_Extracted data_.

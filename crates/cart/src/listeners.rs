//! Change-listener registry.
//!
//! Listeners are zero-argument callbacks run after every cart change, in
//! registration order. A notification pass works on a snapshot of the
//! registry taken when it starts, and re-checks membership before each call:
//! a listener removed mid-pass (by itself or by another listener) is not
//! called again, and one added mid-pass first runs on the next change.

use std::sync::{Arc, Mutex, MutexGuard, PoisonError};

/// Handle returned by [`CartStore::subscribe`](crate::CartStore::subscribe),
/// used to unsubscribe.
#[derive(Debug, Clone, Copy, PartialEq, Eq, Hash, PartialOrd, Ord)]
pub struct ListenerId(u64);

type Callback = Arc<dyn Fn() + Send + Sync>;

#[derive(Default)]
struct Registry {
    next_id: u64,
    entries: Vec<(ListenerId, Callback)>,
}

/// Ordered set of change callbacks.
#[derive(Default)]
pub(crate) struct Listeners {
    registry: Mutex<Registry>,
}

impl std::fmt::Debug for Listeners {
    fn fmt(&self, f: &mut std::fmt::Formatter<'_>) -> std::fmt::Result {
        f.debug_struct("Listeners")
            .field("count", &self.len())
            .finish()
    }
}

impl Listeners {
    pub(crate) fn add<F>(&self, callback: F) -> ListenerId
    where
        F: Fn() + Send + Sync + 'static,
    {
        let mut registry = self.lock();
        let id = ListenerId(registry.next_id);
        registry.next_id += 1;
        registry.entries.push((id, Arc::new(callback)));
        id
    }

    /// Returns `false` if the id was not registered.
    pub(crate) fn remove(&self, id: ListenerId) -> bool {
        let mut registry = self.lock();
        let before = registry.entries.len();
        registry.entries.retain(|(existing, _)| *existing != id);
        registry.entries.len() != before
    }

    pub(crate) fn len(&self) -> usize {
        self.lock().entries.len()
    }

    fn contains(&self, id: ListenerId) -> bool {
        self.lock().entries.iter().any(|(existing, _)| *existing == id)
    }

    /// Call every listener. Must not be called while holding the cart lock.
    pub(crate) fn notify(&self) {
        let snapshot: Vec<(ListenerId, Callback)> = self.lock().entries.clone();
        for (id, callback) in snapshot {
            if self.contains(id) {
                callback();
            }
        }
    }

    fn lock(&self) -> MutexGuard<'_, Registry> {
        self.registry.lock().unwrap_or_else(PoisonError::into_inner)
    }
}

#[cfg(test)]
#[allow(clippy::unwrap_used)]
mod tests {
    use std::sync::atomic::{AtomicUsize, Ordering};
    use std::sync::OnceLock;

    use super::*;

    type Log = Arc<Mutex<Vec<&'static str>>>;

    fn recorder(log: Log, name: &'static str) -> impl Fn() + Send + Sync + 'static {
        move || log.lock().unwrap().push(name)
    }

    #[test]
    fn test_notify_in_registration_order() {
        let listeners = Listeners::default();
        let log = Arc::new(Mutex::new(Vec::new()));
        listeners.add(recorder(Arc::clone(&log), "a"));
        listeners.add(recorder(Arc::clone(&log), "b"));
        listeners.add(recorder(Arc::clone(&log), "c"));

        listeners.notify();

        assert_eq!(*log.lock().unwrap(), vec!["a", "b", "c"]);
    }

    #[test]
    fn test_remove_unknown_returns_false() {
        let listeners = Listeners::default();
        let id = listeners.add(|| {});
        assert!(listeners.remove(id));
        assert!(!listeners.remove(id));
    }

    #[test]
    fn test_self_unsubscribe_during_notify() {
        let listeners = Arc::new(Listeners::default());
        let calls = Arc::new(AtomicUsize::new(0));
        let after = Arc::new(AtomicUsize::new(0));
        let own_id: Arc<OnceLock<ListenerId>> = Arc::new(OnceLock::new());

        let id = {
            let listeners_ref = Arc::clone(&listeners);
            let calls = Arc::clone(&calls);
            let own_id = Arc::clone(&own_id);
            listeners.add(move || {
                calls.fetch_add(1, Ordering::SeqCst);
                if let Some(id) = own_id.get() {
                    listeners_ref.remove(*id);
                }
            })
        };
        own_id.set(id).unwrap();
        {
            let after = Arc::clone(&after);
            listeners.add(move || {
                after.fetch_add(1, Ordering::SeqCst);
            });
        }

        listeners.notify();
        listeners.notify();

        assert_eq!(calls.load(Ordering::SeqCst), 1);
        assert_eq!(after.load(Ordering::SeqCst), 2);
        assert_eq!(listeners.len(), 1);
    }

    #[test]
    fn test_listener_removed_by_earlier_listener_is_skipped() {
        let listeners = Arc::new(Listeners::default());
        let log = Arc::new(Mutex::new(Vec::new()));
        let victim: Arc<OnceLock<ListenerId>> = Arc::new(OnceLock::new());

        {
            let listeners_ref = Arc::clone(&listeners);
            let victim = Arc::clone(&victim);
            let log = Arc::clone(&log);
            listeners.add(move || {
                log.lock().unwrap().push("killer");
                if let Some(id) = victim.get() {
                    listeners_ref.remove(*id);
                }
            });
        }
        victim.set(listeners.add(recorder(Arc::clone(&log), "victim"))).unwrap();
        listeners.add(recorder(Arc::clone(&log), "bystander"));

        listeners.notify();

        assert_eq!(*log.lock().unwrap(), vec!["killer", "bystander"]);
    }

    #[test]
    fn test_listener_added_during_notify_runs_next_time() {
        let listeners = Arc::new(Listeners::default());
        let late_calls = Arc::new(AtomicUsize::new(0));
        let added = Arc::new(AtomicUsize::new(0));

        {
            let listeners_ref = Arc::clone(&listeners);
            let late_calls = Arc::clone(&late_calls);
            let added = Arc::clone(&added);
            listeners.add(move || {
                if added.fetch_add(1, Ordering::SeqCst) == 0 {
                    let late_calls = Arc::clone(&late_calls);
                    listeners_ref.add(move || {
                        late_calls.fetch_add(1, Ordering::SeqCst);
                    });
                }
            });
        }

        listeners.notify();
        assert_eq!(late_calls.load(Ordering::SeqCst), 0);

        listeners.notify();
        assert_eq!(late_calls.load(Ordering::SeqCst), 1);
    }
}
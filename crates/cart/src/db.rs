//! Database setup for the `PostgreSQL` cart backend.
//!
//! # Schema: `cart`
//!
//! - `cart_items` - One row per `(user_id, product_id)` with its quantity
//!
//! # Migrations
//!
//! Migrations are stored in `crates/cart/migrations/` and run via:
//! ```bash
//! cargo run -p basket-cli -- migrate
//! ```

use std::time::Duration;

use secrecy::{ExposeSecret, SecretString};
use sqlx::PgPool;
use sqlx::migrate::{MigrateError, Migrator};
use sqlx::postgres::PgPoolOptions;

/// Embedded cart migrations.
pub static MIGRATOR: Migrator = sqlx::migrate!("./migrations");

/// Create a `PostgreSQL` connection pool.
///
/// The cart only ever has one writer (the sync worker), so the pool is small.
///
/// # Errors
///
/// Returns `sqlx::Error` if the connection cannot be established.
pub async fn create_pool(database_url: &SecretString) -> Result<PgPool, sqlx::Error> {
    PgPoolOptions::new()
        .max_connections(4)
        .min_connections(1)
        .acquire_timeout(Duration::from_secs(10))
        .connect(database_url.expose_secret())
        .await
}

/// Apply pending migrations.
///
/// # Errors
///
/// Returns `MigrateError` if a migration fails or the recorded history
/// diverges from the embedded files.
pub async fn run_migrations(pool: &PgPool) -> Result<(), MigrateError> {
    MIGRATOR.run(pool).await
}
/// Errors that can occur while manipulating core mesh data.
#[derive(Debug, Clone, PartialEq, Eq, thiserror::Error)]
pub enum MeshError {
    #[error("invalid submesh id {id} (submesh count {count})")]
    InvalidHandle { id: usize, count: usize },

    #[error("topology mismatch: {0}")]
    TopologyMismatch(String),

    #[error("failed to reserve morph target storage for {vertices} vertices")]
    Allocation { vertices: usize },
}
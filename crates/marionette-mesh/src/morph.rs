//! Morph target ("blend shape") storage.

use glam::{Vec2, Vec3};

use crate::error::MeshError;

/// One vertex's record within a morph target: position and normal deltas
/// from the base sub-mesh, plus one texture coordinate per channel.
///
/// Texture coordinates are stored absolute, not as deltas.
#[derive(Debug, Clone, Default, PartialEq)]
pub struct BlendVertex {
    pub position: Vec3,
    pub normal: Vec3,
    pub texture_coords: Vec<Vec2>,
}

/// An alternate shape for a sub-mesh, expressed as per-vertex deltas from
/// the base vertices. Blend vertices are indexed in parallel with the
/// sub-mesh vertices they modify.
#[derive(Debug, Clone, Default)]
pub struct MorphTarget {
    blend_vertices: Vec<BlendVertex>,
}

impl MorphTarget {
    /// Create an empty morph target with storage reserved for
    /// `vertex_count` blend vertices.
    pub fn with_capacity(vertex_count: usize) -> Result<Self, MeshError> {
        let mut blend_vertices = Vec::new();
        blend_vertices
            .try_reserve_exact(vertex_count)
            .map_err(|_| MeshError::Allocation {
                vertices: vertex_count,
            })?;
        Ok(Self { blend_vertices })
    }

    /// Append a blend vertex.
    pub fn push(&mut self, blend_vertex: BlendVertex) {
        self.blend_vertices.push(blend_vertex);
    }

    /// Get the blend vertex for the given vertex index.
    pub fn blend_vertex(&self, index: usize) -> Option<&BlendVertex> {
        self.blend_vertices.get(index)
    }

    pub fn blend_vertices(&self) -> &[BlendVertex] {
        &self.blend_vertices
    }

    pub fn vertex_count(&self) -> usize {
        self.blend_vertices.len()
    }

    /// Multiply every delta position by `factor`.
    ///
    /// Normals are directions and texture coordinates are not spatial, so
    /// both are left unchanged.
    pub fn scale_positions(&mut self, factor: f32) {
        for blend_vertex in &mut self.blend_vertices {
            blend_vertex.position *= factor;
        }
    }

    /// Estimated memory footprint in bytes.
    pub fn size_bytes(&self) -> usize {
        std::mem::size_of::<Self>()
            + self
                .blend_vertices
                .iter()
                .map(|v| {
                    std::mem::size_of::<BlendVertex>()
                        + v.texture_coords.len() * std::mem::size_of::<Vec2>()
                })
                .sum::<usize>()
    }
}
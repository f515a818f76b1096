// interactive explorer - pick a card, flip between its tabs, close it, repeat

use anyhow::{Context, Result};
use console::Term;
use dialoguer::{theme::ColorfulTheme, Select};
use std::io::Write;

use crate::card::Tab;
use crate::code::CodeRenderer;
use crate::config::RenderOptions;
use crate::page::Page;

/// what the user asked for while a card's dialog is open
#[derive(Debug, Clone, Copy, PartialEq, Eq)]
pub enum DialogChoice {
    Show(Tab),
    Close,
}

/// source of user decisions for the explorer loop
pub trait Prompter {
    /// index of the card to open, or None to quit
    fn pick_card(&mut self, labels: &[String]) -> Result<Option<usize>>;

    /// next action inside an open dialog; `current` is the selected tab
    fn pick_tab(&mut self, name: &str, current: Tab) -> Result<DialogChoice>;
}

/// prompts on the terminal with dialoguer
pub struct TerminalPrompter {
    theme: ColorfulTheme,
    term: Term,
}

impl TerminalPrompter {
    pub fn new() -> Self {
        Self {
            theme: ColorfulTheme::default(),
            term: Term::stderr(),
        }
    }
}

impl Default for TerminalPrompter {
    fn default() -> Self {
        Self::new()
    }
}

impl Prompter for TerminalPrompter {
    fn pick_card(&mut self, labels: &[String]) -> Result<Option<usize>> {
        let mut items: Vec<&str> = labels.iter().map(String::as_str).collect();
        items.push("quit");

        let selection = Select::with_theme(&self.theme)
            .with_prompt("which pattern would you like to see? (esc to quit)")
            .default(0)
            .items(&items[..])
            .interact_on_opt(&self.term)
            .context("failed to read pattern selection")?;

        Ok(selection.filter(|&i| i < labels.len()))
    }

    fn pick_tab(&mut self, name: &str, current: Tab) -> Result<DialogChoice> {
        let mut items: Vec<&str> = Tab::ALL.iter().map(|tab| tab.label()).collect();
        items.push("Close");

        let selection = Select::with_theme(&self.theme)
            .with_prompt(format!("{name} (esc to close)"))
            .default(current.index())
            .items(&items[..])
            .interact_on_opt(&self.term)
            .context("failed to read tab selection")?;

        Ok(match selection {
            Some(i) if i < Tab::ALL.len() => DialogChoice::Show(Tab::ALL[i]),
            _ => DialogChoice::Close,
        })
    }
}

/// drive the page until the user quits, writing every view to `out`
pub fn run<P, W>(
    page: &mut Page,
    renderer: &CodeRenderer,
    options: &RenderOptions,
    prompter: &mut P,
    out: &mut W,
) -> Result<()>
where
    P: Prompter,
    W: Write,
{
    writeln!(out, "{}", page.render(options))?;
    let labels = page.labels();

    while let Some(index) = prompter.pick_card(&labels)? {
        let Some(entry) = page.entry(index) else {
            tracing::warn!(index, "prompter picked a card that isn't on the page");
            continue;
        };

        page.open(index);
        tracing::debug!(pattern = entry.name, "opened card");

        loop {
            if let Some(detail) = page.render_open(index, renderer, options) {
                writeln!(out, "\n{detail}\n")?;
            }

            let current = page.card(index).map(|c| c.selected()).unwrap_or_default();
            match prompter.pick_tab(entry.name, current)? {
                DialogChoice::Show(tab) => {
                    tracing::debug!(pattern = entry.name, tab = tab.label(), "switched tab");
                    page.select(index, tab);
                }
                DialogChoice::Close => {
                    page.close(index);
                    tracing::debug!(pattern = entry.name, "closed card");
                    break;
                }
            }
        }
    }

    out.flush()?;
    Ok(())
}
// pattern-explorer-core/src/lib.rs

// declare modules
pub mod card;
pub mod catalogue;
pub mod code;
pub mod config;
pub mod explorer;
pub mod logging;
pub mod page;

// re-export key structs/functions for the cli crate
pub use anyhow::{Context, Result}; // re-export for convenience
pub use clap::Parser; // re-export Parser for the cli crate
pub use console::style; // re-export for error printing in the binary

pub use crate::card::{render_detail, render_summary, CardState, Tab};
pub use crate::catalogue::{catalogue, find, resolve, slug, validate, Category, PatternEntry, PatternExample};
pub use crate::code::{CodeRenderer, DEFAULT_LANGUAGE, DEFAULT_THEME};
pub use crate::config::{terminal_width, Config, RenderOptions};
pub use crate::explorer::{DialogChoice, Prompter, TerminalPrompter};
pub use crate::logging::init_logging;
pub use crate::page::Page;

use clap::{Subcommand, ValueEnum};
use console::Term;
use dotenv::dotenv;
use indicatif::{ProgressBar, ProgressStyle};
use std::io::{self, Write};
use std::path::PathBuf;
use std::time::Duration;

// argument parsing struct - lives in core so the cli crate stays a thin wrapper
#[derive(Parser, Debug, Clone)]
#[command(name = "pattern-explorer")]
#[command(version)]
#[command(about = "browse design patterns with before and after code examples", long_about = None)]
pub struct CliArgs {
    #[command(subcommand)]
    pub command: Option<Command>,

    /// path to a toml config file (defaults to $PATTERN_EXPLORER_CONFIG)
    #[arg(short, long, global = true)]
    pub config: Option<PathBuf>,

    /// highlight theme for code blocks
    #[arg(long, global = true)]
    pub theme: Option<String>,

    /// language tag used to highlight the examples
    #[arg(long, global = true)]
    pub language: Option<String>,

    /// number the lines of code blocks
    #[arg(long, global = true)]
    pub line_numbers: bool,

    /// disable coloured output
    #[arg(long, global = true)]
    pub no_color: bool,

    /// more log output on stderr (repeat for more)
    #[arg(short, long, action = clap::ArgAction::Count, global = true)]
    pub verbose: u8,
}

#[derive(Subcommand, Debug, Clone, PartialEq, Eq)]
pub enum Command {
    /// pick cards interactively (the default)
    Browse,
    /// print every category and its cards
    List,
    /// print one card's detail view
    Show {
        /// pattern name or slug, e.g. open-closed-principle
        pattern: String,
        /// which example to show
        #[arg(short, long, value_enum, default_value_t = TabArg::Before)]
        tab: TabArg,
    },
    /// print the catalogue as json
    Export,
    /// list the available highlight themes
    Themes,
}

#[derive(ValueEnum, Debug, Clone, Copy, PartialEq, Eq)]
pub enum TabArg {
    Before,
    After,
}

impl From<TabArg> for Tab {
    fn from(tab: TabArg) -> Self {
        match tab {
            TabArg::Before => Tab::Before,
            TabArg::After => Tab::After,
        }
    }
}

impl CliArgs {
    /// merge config file, environment and flags into render options
    pub fn render_options(&self, stdout_is_term: bool) -> Result<RenderOptions> {
        let config = Config::load(self.config.as_deref())?;
        let width = if stdout_is_term { terminal_width() } else { 80 };
        Ok(self.merge_flags(config, stdout_is_term, width))
    }

    /// command-line flags take precedence over whatever the config and environment said
    pub fn merge_flags(&self, mut config: Config, stdout_is_term: bool, width: usize) -> RenderOptions {
        if let Some(theme) = &self.theme {
            config.theme = theme.clone();
        }
        if let Some(language) = &self.language {
            config.language = language.clone();
        }
        if self.line_numbers {
            config.line_numbers = true;
        }

        let color = !self.no_color && config.color.unwrap_or(stdout_is_term);
        RenderOptions::resolve(&config, color, width)
    }
}

// the whole program: set up, then dispatch on the subcommand
pub fn execute_explorer_flow(args: CliArgs) -> Result<()> {
    dotenv().ok();
    init_logging(args.verbose);

    let categories = catalogue();
    validate(categories).context("built-in catalogue is invalid")?;

    let stdout = Term::stdout();
    let options = args.render_options(stdout.is_term())?;
    tracing::debug!(?options, "resolved render options");

    let command = args.command.unwrap_or(Command::Browse);
    let mut out = io::stdout().lock();

    match command {
        Command::Browse if stdout.is_term() => {
            let renderer = load_renderer(&options, true);
            let mut page = Page::new(categories);
            let mut prompter = TerminalPrompter::new();
            explorer::run(&mut page, &renderer, &options, &mut prompter, &mut out)?;
        }
        command => write_command(&command, categories, &options, &mut out)?,
    }

    out.flush()?;
    Ok(())
}

/// run a non-interactive command, writing its output to `out`
pub fn write_command<W: Write>(
    command: &Command,
    categories: &'static [Category],
    options: &RenderOptions,
    out: &mut W,
) -> Result<()> {
    match command {
        Command::Browse | Command::List => {
            tracing::info!("printing the page");
            write!(out, "{}", Page::new(categories).render(options))?;
        }
        Command::Show { pattern, tab } => {
            let (category, entry) = resolve(categories, pattern)?;
            let mut page = Page::new(categories);
            let index = page
                .index_of(category, entry)
                .context("pattern is missing from the page")?;
            page.open(index);
            page.select(index, (*tab).into());

            let renderer = load_renderer(options, false);
            if let Some(detail) = page.render_open(index, &renderer, options) {
                writeln!(out, "{detail}")?;
            }
        }
        Command::Export => {
            let json = serde_json::to_string_pretty(categories).context("failed to serialise catalogue")?;
            writeln!(out, "{json}")?;
        }
        Command::Themes => {
            for theme in CodeRenderer::available_themes() {
                let marker = if theme == options.theme { "*" } else { " " };
                writeln!(out, "{marker} {theme}")?;
            }
        }
    }
    Ok(())
}

// syntax definitions take a moment to load, so show a spinner when someone is watching
fn load_renderer(options: &RenderOptions, interactive: bool) -> CodeRenderer {
    if !interactive {
        return CodeRenderer::new(options);
    }

    let spinner = ProgressBar::new_spinner();
    if let Ok(spinner_style) = ProgressStyle::default_spinner()
        .tick_strings(&["📖 ⠋", "📖 ⠙", "📖 ⠹", "📖 ⠸", "📖 ⠼", "📖 ⠴", "📖 ⠦", "📖 ⠧", "📖 ⠇", "📖 ⠏"])
        .template("{spinner} loading syntax definitions...")
    {
        spinner.set_style(spinner_style);
    }
    spinner.enable_steady_tick(Duration::from_millis(120));

    let renderer = CodeRenderer::new(options);
    spinner.finish_and_clear();
    renderer
}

_Goal of the exercise_. Among the lines of the data, some may contain the string "syntax"; report how many, and nothing more.

_Response_. 2